Working Paper: Random Forests and Selected Samples

​Paper Authors: Jonathan Cook and Saad Siddiqui

Research Focus: A common goal of economic analysis is to understand how a variable of interest, e.g., auditor effort, relates to an outcome, e.g., PCAOB inspection findings. Linear regression is a powerful tool for uncovering causal relationships, but can be misleading when applied to selected samples. This concern is important for analyses at the PCAOB, as the PCAOB collects information only for inspected audits of issuers.  While there is a large set of economic literature that develops estimators to recover causal relationships from selected samples, these estimators typically require strong assumptions regarding the selection mechanism.

"Random Forests and Selected Samples," provides causal estimates while leaving the selection mechanism largely unspecified. The paper's procedure builds on existing work on sample selection problems as well as a recent development in machine learning. Specifically, the authors lean on a variation of random forest regression developed by Susan Athey and Stefan Wager at Stanford University. 

The intuition for the paper's estimator is that using random forests to model the effects of selection facilitates subtracting these effects from the data. Once these effects are subtracted effects, one can proceed with analyses using linear regression.

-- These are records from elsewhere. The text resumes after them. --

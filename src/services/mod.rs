//! Filesystem services: tree mirroring, descriptor generation, and the
//! content orchestrator.

pub mod content_generator;
pub mod fs_copy;
pub mod pom_properties;

pub use content_generator::ContentGenerator;
pub use fs_copy::{CopyOptions, copy_file_into, copy_tree};
pub use pom_properties::write_pom_properties;
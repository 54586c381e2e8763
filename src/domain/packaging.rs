use std::fmt;
use std::path::{Path, PathBuf};

use crate::ports::PackagingPolicy;

/// The supported Mule packaging kinds.
///
/// Each kind fixes where production and test sources live inside a project
/// and what the packaging descriptor file is called.
#[derive(Debug, Clone, Copy, PartialEq, Eq, Hash)]
pub enum PackagingKind {
    MuleApplication,
    MuleDomain,
    MulePolicy,
}

impl PackagingKind {
    /// All supported kinds in order.
    pub const ALL: [PackagingKind; 3] =
        [PackagingKind::MuleApplication, PackagingKind::MuleDomain, PackagingKind::MulePolicy];

    /// The hyphenated packaging name as it appears in a pom.
    pub fn name(&self) -> &'static str {
        match self {
            PackagingKind::MuleApplication => "mule-application",
            PackagingKind::MuleDomain => "mule-domain",
            PackagingKind::MulePolicy => "mule-policy",
        }
    }

    /// Parse a kind from its hyphenated packaging name.
    pub fn from_name(name: &str) -> Option<PackagingKind> {
        match name.to_lowercase().as_str() {
            "mule-application" => Some(PackagingKind::MuleApplication),
            "mule-domain" => Some(PackagingKind::MuleDomain),
            "mule-policy" => Some(PackagingKind::MulePolicy),
            _ => None,
        }
    }
}

impl PackagingPolicy for PackagingKind {
    fn source_folder_location(&self, base_folder: &Path) -> PathBuf {
        let folder = match self {
            PackagingKind::MuleApplication | PackagingKind::MuleDomain => "mule",
            PackagingKind::MulePolicy => "policy",
        };
        base_folder.join("src").join("main").join(folder)
    }

    fn test_source_folder_location(&self, base_folder: &Path) -> PathBuf {
        base_folder.join("src").join("test").join("munit")
    }

    fn descriptor_file_name(&self) -> &str {
        match self {
            PackagingKind::MuleApplication => "mule-artifact.json",
            PackagingKind::MuleDomain => "mule-domain.json",
            PackagingKind::MulePolicy => "mule-policy.json",
        }
    }
}

impl fmt::Display for PackagingKind {
    fn fmt(&self, f: &mut fmt::Formatter<'_>) -> fmt::Result {
        write!(f, "{}", self.name())
    }
}
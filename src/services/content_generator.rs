//! Orchestrates the assembly of a package's on-disk content layout.

use std::collections::HashSet;
use std::path::{Path, PathBuf};

use crate::domain::layout::{self, POM_XML, TARGET};
use crate::domain::{ArtifactCoordinates, AppError, ensure_exists};
use crate::ports::PackagingPolicy;
use crate::services::fs_copy::{CopyOptions, copy_file_into, copy_tree};
use crate::services::pom_properties::write_pom_properties;

/// Knows how to generate the required content for each of the mandatory
/// folders of the package.
///
/// One instance serves a single package-assembly run: it reads from the
/// project base folder and writes under the target folder, both of which
/// must exist for the instance's lifetime. Operations are synchronous and
/// non-transactional; a failed copy may leave a partial tree behind.
pub struct ContentGenerator<P: PackagingPolicy> {
    coordinates: ArtifactCoordinates,
    packaging: P,
    base_folder: PathBuf,
    target_folder: PathBuf,
}

impl<P: PackagingPolicy> ContentGenerator<P> {
    /// Creates a generator after validating its whole configuration, so
    /// that every later operation can assume valid coordinates and existing
    /// roots.
    pub fn new(
        coordinates: ArtifactCoordinates,
        packaging: P,
        base_folder: &Path,
        target_folder: &Path,
    ) -> Result<Self, AppError> {
        ensure_exists(base_folder)?;
        ensure_exists(target_folder)?;

        Ok(Self {
            coordinates,
            packaging,
            base_folder: base_folder.to_path_buf(),
            target_folder: target_folder.to_path_buf(),
        })
    }

    /// Creates all the package content in the required folders.
    pub fn create_content(&self) -> Result<(), AppError> {
        self.create_src_folder_content()?;
        self.create_meta_inf_mule_source_folder_content()?;
        self.create_descriptors()?;
        Ok(())
    }

    /// Mirrors the productive source folder to the target root. The folder
    /// name depends on the packaging kind.
    pub fn create_src_folder_content(&self) -> Result<(), AppError> {
        let origin = self.packaging.source_folder_location(&self.base_folder);
        let destination = self.target_folder.join(folder_name(&origin)?);

        copy_tree(&origin, &destination, &HashSet::new(), CopyOptions::default())
    }

    /// Mirrors the test source folder under `mule-test/`. Test sources are
    /// optional, so an absent origin produces no content rather than an
    /// error.
    pub fn create_test_folder_content(&self) -> Result<(), AppError> {
        let origin = self.packaging.test_source_folder_location(&self.base_folder);
        let destination =
            layout::mule_test_folder(&self.target_folder).join(folder_name(&origin)?);

        copy_tree(&origin, &destination, &HashSet::new(), CopyOptions::relaxed())
    }

    /// Mirrors the whole project under `META-INF/mule-src/<artifactId>` for
    /// IDE import, excluding the project's own `target` output so previous
    /// runs are not copied back into the package.
    pub fn create_meta_inf_mule_source_folder_content(&self) -> Result<(), AppError> {
        let destination =
            layout::mule_src_folder(&self.target_folder, self.coordinates.artifact_id());

        let exclusions: HashSet<PathBuf> =
            [self.base_folder.join(TARGET)].into_iter().collect();

        copy_tree(&self.base_folder, &destination, &exclusions, CopyOptions::default())
    }

    /// Places the descriptor files: pom.xml, pom.properties, and the
    /// packaging descriptor named by the packaging kind.
    pub fn create_descriptors(&self) -> Result<(), AppError> {
        self.copy_pom_file()?;
        self.create_pom_properties()?;
        self.copy_descriptor_file()?;
        Ok(())
    }

    /// Generates `pom.properties` in the maven descriptor folder.
    pub fn create_pom_properties(&self) -> Result<(), AppError> {
        let destination = layout::maven_folder(&self.target_folder, &self.coordinates);
        write_pom_properties(&destination, &self.coordinates)
    }

    fn copy_pom_file(&self) -> Result<(), AppError> {
        let origin = self.base_folder.join(POM_XML);
        let destination = layout::maven_folder(&self.target_folder, &self.coordinates);

        copy_file_into(&origin, &destination)
    }

    fn copy_descriptor_file(&self) -> Result<(), AppError> {
        let origin = self.base_folder.join(self.packaging.descriptor_file_name());
        let destination = layout::mule_artifact_folder(&self.target_folder);

        copy_file_into(&origin, &destination)
    }
}

fn folder_name(path: &Path) -> Result<&std::ffi::OsStr, AppError> {
    path.file_name()
        .ok_or_else(|| AppError::config_error(format!("Not a folder: {}", path.display())))
}
use std::path::PathBuf;

use clap::{Parser, Subcommand, ValueEnum};
use mulepack::{AppError, AssembleOptions, AssembleReport, PackagingKind};

#[derive(Parser)]
#[command(name = "mulepack")]
#[command(version)]
#[command(
    about = "Assemble the on-disk content layout of a deployable Mule package",
    long_about = None
)]
struct Cli {
    #[command(subcommand)]
    command: Commands,
}

#[derive(Subcommand)]
enum Commands {
    /// Materialize the package layout under the target folder
    #[clap(visible_alias = "a")]
    Assemble {
        /// Maven groupId of the project
        #[arg(long)]
        group_id: String,
        /// Maven artifactId of the project
        #[arg(long)]
        artifact_id: String,
        /// Maven version of the project
        #[arg(long = "artifact-version")]
        version: String,
        /// Packaging kind: mule-application, mule-domain, or mule-policy
        #[arg(long, default_value = "mule-application")]
        packaging: String,
        /// Project root to read from
        #[arg(long)]
        base: PathBuf,
        /// Output root to assemble into (created if absent)
        #[arg(long)]
        target: PathBuf,
        /// Also mirror the test source folder
        #[arg(long)]
        test_content: bool,
        /// Output format for the run summary
        #[arg(long, value_enum, default_value = "text")]
        format: Format,
    },
}

#[derive(Clone, Copy, ValueEnum)]
enum Format {
    Text,
    Json,
}

fn main() {
    let cli = Cli::parse();

    let result = match cli.command {
        Commands::Assemble {
            group_id,
            artifact_id,
            version,
            packaging,
            base,
            target,
            test_content,
            format,
        } => assemble(group_id, artifact_id, version, packaging, base, target, test_content)
            .map(|report| print_report(&report, format)),
    };

    if let Err(e) = result {
        eprintln!("Error: {}", e);
        std::process::exit(1);
    }
}

#[allow(clippy::too_many_arguments)]
fn assemble(
    group_id: String,
    artifact_id: String,
    version: String,
    packaging: String,
    base: PathBuf,
    target: PathBuf,
    test_content: bool,
) -> Result<AssembleReport, AppError> {
    let packaging = PackagingKind::from_name(&packaging).ok_or_else(|| {
        AppError::Configuration(format!(
            "Unknown packaging '{}': must be one of mule-application, mule-domain, mule-policy",
            packaging
        ))
    })?;

    mulepack::assemble(AssembleOptions {
        group_id,
        artifact_id,
        version,
        packaging,
        base_folder: base,
        target_folder: target,
        test_content,
    })
}

fn print_report(report: &AssembleReport, format: Format) {
    match format {
        Format::Text => {
            println!(
                "✅ Assembled {} package content at {}",
                report.packaging, report.target_folder
            );
            for path in &report.generated {
                println!("   {}", path);
            }
        }
        Format::Json => match serde_json::to_string_pretty(report) {
            Ok(json) => println!("{}", json),
            Err(e) => eprintln!("Error: failed to serialize report: {}", e),
        },
    }
}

To examine the performance of the procedure, the authors compare the paper's estimator with some estimators that exist in the economic literature using simulated data and data on married women's wages. Since not all married women enter the workforce, estimates of the effect of education on wage with the selected sample may differ from the causal effects. The results obtained from the paper's estimator differ from the results obtained from other methods and the estimator performs well in settings where the selection mechanism is unknown.